(Dataset entries)
----------

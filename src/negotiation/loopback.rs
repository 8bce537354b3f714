//! In-process negotiation backend
//!
//! Pairs peer connections created through the same [`LoopbackNetwork`] without any
//! networking. A caller's connection links with the recipient's connection for the same
//! pair as soon as the caller applies the answer; both sides then receive
//! [`RtcEventKind::ChannelOpen`]. Links can be severed to simulate transport failure.

use std::collections::HashMap;
use std::sync::atomic::{AtomicBool, AtomicUsize, Ordering};
use std::sync::{Arc, Mutex, MutexGuard, PoisonError, Weak};

use async_trait::async_trait;
use bytes::Bytes;
use tracing::{debug, warn};

use super::{
    DataChannel, LinkState, NegotiationError, NegotiationResult, PeerConnection, RtcEventKind,
    RtcEventSink, RtcFactory,
};
use crate::protocol::{ChannelFrame, IceCandidate, PeerId, SdpKind, SessionDescription};

type Registry = HashMap<(PeerId, PeerId), Weak<Endpoint>>;

/// Shared switchboard for loopback connections
#[derive(Clone, Default)]
pub struct LoopbackNetwork {
    endpoints: Arc<Mutex<Registry>>,
}

impl LoopbackNetwork {
    /// Create an empty network
    pub fn new() -> Self {
        Self::default()
    }

    /// Connection factory for the peer `local`
    pub fn factory(&self, local: PeerId) -> LoopbackFactory {
        LoopbackFactory {
            local,
            network: self.clone(),
        }
    }

    /// Break the link between `a` and `b`; both sides observe a failed connection
    pub fn sever(&self, a: &PeerId, b: &PeerId) {
        for (local, remote) in [(a, b), (b, a)] {
            if let Some(endpoint) = self.endpoint(local, remote) {
                if let Some(channel) = endpoint.state().channel.take() {
                    channel.open.store(false, Ordering::SeqCst);
                }
                endpoint.sink.emit(RtcEventKind::LinkState(LinkState::Failed));
            }
        }
    }

    /// Whether `a` currently has an open channel to `b`
    pub fn is_linked(&self, a: &PeerId, b: &PeerId) -> bool {
        self.endpoint(a, b)
            .and_then(|endpoint| endpoint.state().channel.clone())
            .map_or(false, |channel| channel.is_open())
    }

    /// Remote candidates applied to `local`'s current connection towards `remote`
    pub fn candidates_added(&self, local: &PeerId, remote: &PeerId) -> usize {
        self.endpoint(local, remote)
            .map_or(0, |endpoint| endpoint.candidates.load(Ordering::SeqCst))
    }

    fn registry(&self) -> MutexGuard<'_, Registry> {
        self.endpoints.lock().unwrap_or_else(PoisonError::into_inner)
    }

    fn endpoint(&self, local: &PeerId, remote: &PeerId) -> Option<Arc<Endpoint>> {
        self.registry()
            .get(&(local.clone(), remote.clone()))
            .and_then(Weak::upgrade)
    }

    fn register(&self, endpoint: &Arc<Endpoint>) {
        self.registry().insert(
            (endpoint.local.clone(), endpoint.remote.clone()),
            Arc::downgrade(endpoint),
        );
    }

    fn unregister(&self, endpoint: &Arc<Endpoint>) {
        let mut registry = self.registry();
        let key = (endpoint.local.clone(), endpoint.remote.clone());
        let current = registry
            .get(&key)
            .map_or(false, |weak| std::ptr::eq(weak.as_ptr(), Arc::as_ptr(endpoint)));
        if current {
            registry.remove(&key);
        }
    }
}

/// Creates loopback connections for one local peer
#[derive(Clone)]
pub struct LoopbackFactory {
    local: PeerId,
    network: LoopbackNetwork,
}

#[async_trait]
impl RtcFactory for LoopbackFactory {
    async fn new_connection(
        &self,
        remote: &PeerId,
        events: RtcEventSink,
    ) -> NegotiationResult<Arc<dyn PeerConnection>> {
        let endpoint = Arc::new(Endpoint {
            local: self.local.clone(),
            remote: remote.clone(),
            sink: events,
            state: Mutex::new(EndpointState::default()),
            candidates: AtomicUsize::new(0),
        });
        self.network.register(&endpoint);

        Ok(Arc::new(LoopbackConnection {
            endpoint,
            network: self.network.clone(),
        }))
    }
}

#[derive(Default)]
struct EndpointState {
    local_description: Option<SessionDescription>,
    remote_description: Option<SessionDescription>,
    channel_label: Option<String>,
    channel: Option<Arc<LoopbackChannel>>,
    closed: bool,
}

struct Endpoint {
    local: PeerId,
    remote: PeerId,
    sink: RtcEventSink,
    state: Mutex<EndpointState>,
    candidates: AtomicUsize,
}

impl Endpoint {
    fn state(&self) -> MutexGuard<'_, EndpointState> {
        self.state.lock().unwrap_or_else(PoisonError::into_inner)
    }
}

struct LoopbackConnection {
    endpoint: Arc<Endpoint>,
    network: LoopbackNetwork,
}

impl LoopbackConnection {
    fn ensure_open(&self) -> NegotiationResult<()> {
        if self.endpoint.state().closed {
            Err(NegotiationError::Backend("connection closed".to_string()))
        } else {
            Ok(())
        }
    }

    /// Join with the remote peer's connection once the answer is applied
    fn link(&self) {
        let local = &self.endpoint;
        let Some(peer) = self.network.endpoint(&local.remote, &local.local) else {
            warn!("No loopback peer for {} -> {}", local.local, local.remote);
            local.sink.emit(RtcEventKind::LinkState(LinkState::Failed));
            return;
        };

        let answered = {
            let peer_state = peer.state();
            !peer_state.closed
                && matches!(
                    &peer_state.local_description,
                    Some(SessionDescription { kind: SdpKind::Answer, .. })
                )
        };
        if !answered {
            local.sink.emit(RtcEventKind::LinkState(LinkState::Failed));
            return;
        }

        local.sink.emit(RtcEventKind::LinkState(LinkState::Connected));
        peer.sink.emit(RtcEventKind::LinkState(LinkState::Connected));

        let Some(label) = local.state().channel_label.clone() else {
            return;
        };
        let open = Arc::new(AtomicBool::new(true));
        let ours = Arc::new(LoopbackChannel {
            label: label.clone(),
            open: open.clone(),
            local: local.sink.clone(),
            peer: peer.sink.clone(),
        });
        let theirs = Arc::new(LoopbackChannel {
            label,
            open,
            local: peer.sink.clone(),
            peer: local.sink.clone(),
        });
        local.state().channel = Some(ours.clone());
        peer.state().channel = Some(theirs.clone());

        debug!(
            "Loopback link {} <-> {} up, channel '{}'",
            local.local,
            local.remote,
            ours.label()
        );
        local.sink.emit(RtcEventKind::ChannelOpen(ours));
        peer.sink.emit(RtcEventKind::ChannelOpen(theirs));
    }
}

#[async_trait]
impl PeerConnection for LoopbackConnection {
    async fn create_offer(&self) -> NegotiationResult<SessionDescription> {
        self.ensure_open()?;
        Ok(SessionDescription::offer(format!(
            "loopback offer {} -> {}",
            self.endpoint.local, self.endpoint.remote
        )))
    }

    async fn create_answer(&self) -> NegotiationResult<SessionDescription> {
        self.ensure_open()?;
        match &self.endpoint.state().remote_description {
            Some(SessionDescription {
                kind: SdpKind::Offer,
                ..
            }) => Ok(SessionDescription::answer(format!(
                "loopback answer {} -> {}",
                self.endpoint.local, self.endpoint.remote
            ))),
            _ => Err(NegotiationError::NoRemoteDescription),
        }
    }

    async fn set_local_description(&self, description: SessionDescription) -> NegotiationResult<()> {
        self.ensure_open()?;
        self.endpoint.state().local_description = Some(description);

        self.endpoint
            .sink
            .emit(RtcEventKind::LocalCandidate(IceCandidate {
                candidate: "candidate:1 1 udp 2122260223 127.0.0.1 9 typ host".to_string(),
                sdp_mid: Some("0".to_string()),
                sdp_m_line_index: Some(0),
                username_fragment: None,
            }));
        Ok(())
    }

    async fn set_remote_description(
        &self,
        description: SessionDescription,
    ) -> NegotiationResult<()> {
        self.ensure_open()?;
        let kind = description.kind;
        self.endpoint.state().remote_description = Some(description);

        if kind == SdpKind::Answer {
            self.link();
        }
        Ok(())
    }

    async fn add_ice_candidate(&self, _candidate: IceCandidate) -> NegotiationResult<()> {
        self.ensure_open()?;
        if self.endpoint.state().remote_description.is_none() {
            return Err(NegotiationError::NoRemoteDescription);
        }
        self.endpoint.candidates.fetch_add(1, Ordering::SeqCst);
        Ok(())
    }

    async fn create_data_channel(&self, label: &str) -> NegotiationResult<()> {
        self.ensure_open()?;
        self.endpoint.state().channel_label = Some(label.to_string());
        Ok(())
    }

    async fn close(&self) -> NegotiationResult<()> {
        let channel = {
            let mut state = self.endpoint.state();
            state.closed = true;
            state.channel.take()
        };
        if let Some(channel) = channel {
            if channel.open.swap(false, Ordering::SeqCst) {
                channel.peer.emit(RtcEventKind::ChannelClosed);
                channel
                    .peer
                    .emit(RtcEventKind::LinkState(LinkState::Disconnected));
            }
        }
        self.network.unregister(&self.endpoint);
        Ok(())
    }
}

/// One half of a loopback data channel
#[derive(Debug)]
pub struct LoopbackChannel {
    label: String,
    open: Arc<AtomicBool>,
    local: RtcEventSink,
    peer: RtcEventSink,
}

impl LoopbackChannel {
    /// Channel label chosen by the caller
    pub fn label(&self) -> &str {
        &self.label
    }

    fn deliver(&self, frame: ChannelFrame) -> NegotiationResult<()> {
        if !self.is_open() {
            return Err(NegotiationError::ChannelClosed);
        }
        self.peer.emit(RtcEventKind::Frame(frame));
        Ok(())
    }
}

#[async_trait]
impl DataChannel for LoopbackChannel {
    async fn send_text(&self, text: &str) -> NegotiationResult<()> {
        self.deliver(ChannelFrame::Text(text.to_string()))
    }

    async fn send_binary(&self, data: Bytes) -> NegotiationResult<()> {
        self.deliver(ChannelFrame::Binary(data))
    }

    fn is_open(&self) -> bool {
        self.open.load(Ordering::SeqCst)
    }

    async fn close(&self) -> NegotiationResult<()> {
        if self.open.swap(false, Ordering::SeqCst) {
            self.local.emit(RtcEventKind::ChannelClosed);
            self.peer.emit(RtcEventKind::ChannelClosed);
        }
        Ok(())
    }
}

#[cfg(test)]
mod tests {
    use super::*;
    use crate::negotiation::RtcEvent;
    use tokio::sync::mpsc;

    struct Fixture {
        network: LoopbackNetwork,
        a: Arc<dyn PeerConnection>,
        b: Arc<dyn PeerConnection>,
        a_events: mpsc::UnboundedReceiver<RtcEvent>,
        b_events: mpsc::UnboundedReceiver<RtcEvent>,
    }

    async fn fixture() -> Fixture {
        let network = LoopbackNetwork::new();
        let (a_tx, a_events) = mpsc::unbounded_channel();
        let (b_tx, b_events) = mpsc::unbounded_channel();
        let a = network
            .factory(PeerId::from("aaaa"))
            .new_connection(&PeerId::from("bbbb"), RtcEventSink::new(PeerId::from("bbbb"), 1, a_tx))
            .await
            .unwrap();
        let b = network
            .factory(PeerId::from("bbbb"))
            .new_connection(&PeerId::from("aaaa"), RtcEventSink::new(PeerId::from("aaaa"), 1, b_tx))
            .await
            .unwrap();
        Fixture {
            network,
            a,
            b,
            a_events,
            b_events,
        }
    }

    fn drain(rx: &mut mpsc::UnboundedReceiver<RtcEvent>) -> Vec<RtcEventKind> {
        let mut out = Vec::new();
        while let Ok(event) = rx.try_recv() {
            out.push(event.kind);
        }
        out
    }

    fn open_channel(events: Vec<RtcEventKind>) -> Arc<dyn DataChannel> {
        events
            .into_iter()
            .find_map(|kind| match kind {
                RtcEventKind::ChannelOpen(channel) => Some(channel),
                _ => None,
            })
            .expect("channel should open")
    }

    async fn negotiate(f: &Fixture) {
        f.a.create_data_channel("data-channel").await.unwrap();
        let offer = f.a.create_offer().await.unwrap();
        f.a.set_local_description(offer.clone()).await.unwrap();
        f.b.set_remote_description(offer).await.unwrap();
        let answer = f.b.create_answer().await.unwrap();
        f.b.set_local_description(answer.clone()).await.unwrap();
        f.a.set_remote_description(answer).await.unwrap();
    }

    #[tokio::test]
    async fn test_frames_flow_after_answer() {
        let mut f = fixture().await;
        negotiate(&f).await;

        let a_channel = open_channel(drain(&mut f.a_events));
        let b_channel = open_channel(drain(&mut f.b_events));
        assert!(f.network.is_linked(&PeerId::from("aaaa"), &PeerId::from("bbbb")));

        a_channel.send_text("hi").await.unwrap();
        b_channel
            .send_binary(Bytes::from_static(&[1, 2, 3]))
            .await
            .unwrap();

        assert!(matches!(
            drain(&mut f.b_events).as_slice(),
            [RtcEventKind::Frame(ChannelFrame::Text(text))] if text == "hi"
        ));
        assert!(matches!(
            drain(&mut f.a_events).as_slice(),
            [RtcEventKind::Frame(ChannelFrame::Binary(data))] if data.as_ref() == [1, 2, 3]
        ));
    }

    #[tokio::test]
    async fn test_candidate_needs_remote_description() {
        let f = fixture().await;
        let candidate = IceCandidate {
            candidate: "candidate:1 1 udp 1 127.0.0.1 9 typ host".to_string(),
            sdp_mid: None,
            sdp_m_line_index: None,
            username_fragment: None,
        };
        assert!(matches!(
            f.b.add_ice_candidate(candidate).await,
            Err(NegotiationError::NoRemoteDescription)
        ));
    }

    #[tokio::test]
    async fn test_close_notifies_peer() {
        let mut f = fixture().await;
        negotiate(&f).await;
        let a_channel = open_channel(drain(&mut f.a_events));
        drain(&mut f.b_events);

        f.b.close().await.unwrap();
        let events = drain(&mut f.a_events);
        assert!(matches!(events[0], RtcEventKind::ChannelClosed));
        assert!(matches!(
            events[1],
            RtcEventKind::LinkState(LinkState::Disconnected)
        ));
        assert!(!a_channel.is_open());
        assert!(matches!(
            a_channel.send_text("late").await,
            Err(NegotiationError::ChannelClosed)
        ));
    }

    #[tokio::test]
    async fn test_answer_without_peer_fails() {
        let network = LoopbackNetwork::new();
        let (tx, mut rx) = mpsc::unbounded_channel();
        let a = network
            .factory(PeerId::from("aaaa"))
            .new_connection(&PeerId::from("zzzz"), RtcEventSink::new(PeerId::from("zzzz"), 1, tx))
            .await
            .unwrap();

        a.set_remote_description(SessionDescription::answer("bogus"))
            .await
            .unwrap();
        assert!(matches!(
            drain(&mut rx).as_slice(),
            [RtcEventKind::LinkState(LinkState::Failed)]
        ));
    }
}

----------

> _Action item_: Could you return every line from the entries above in which the string "false" occurs?

> _Result_:
                    channel.open.store(false, Ordering::SeqCst);
            .map_or(false, |channel| channel.is_open())
            .map_or(false, |weak| std::ptr::eq(weak.as_ptr(), Arc::as_ptr(endpoint)));
            if channel.open.swap(false, Ordering::SeqCst) {
        if self.open.swap(false, Ordering::SeqCst) {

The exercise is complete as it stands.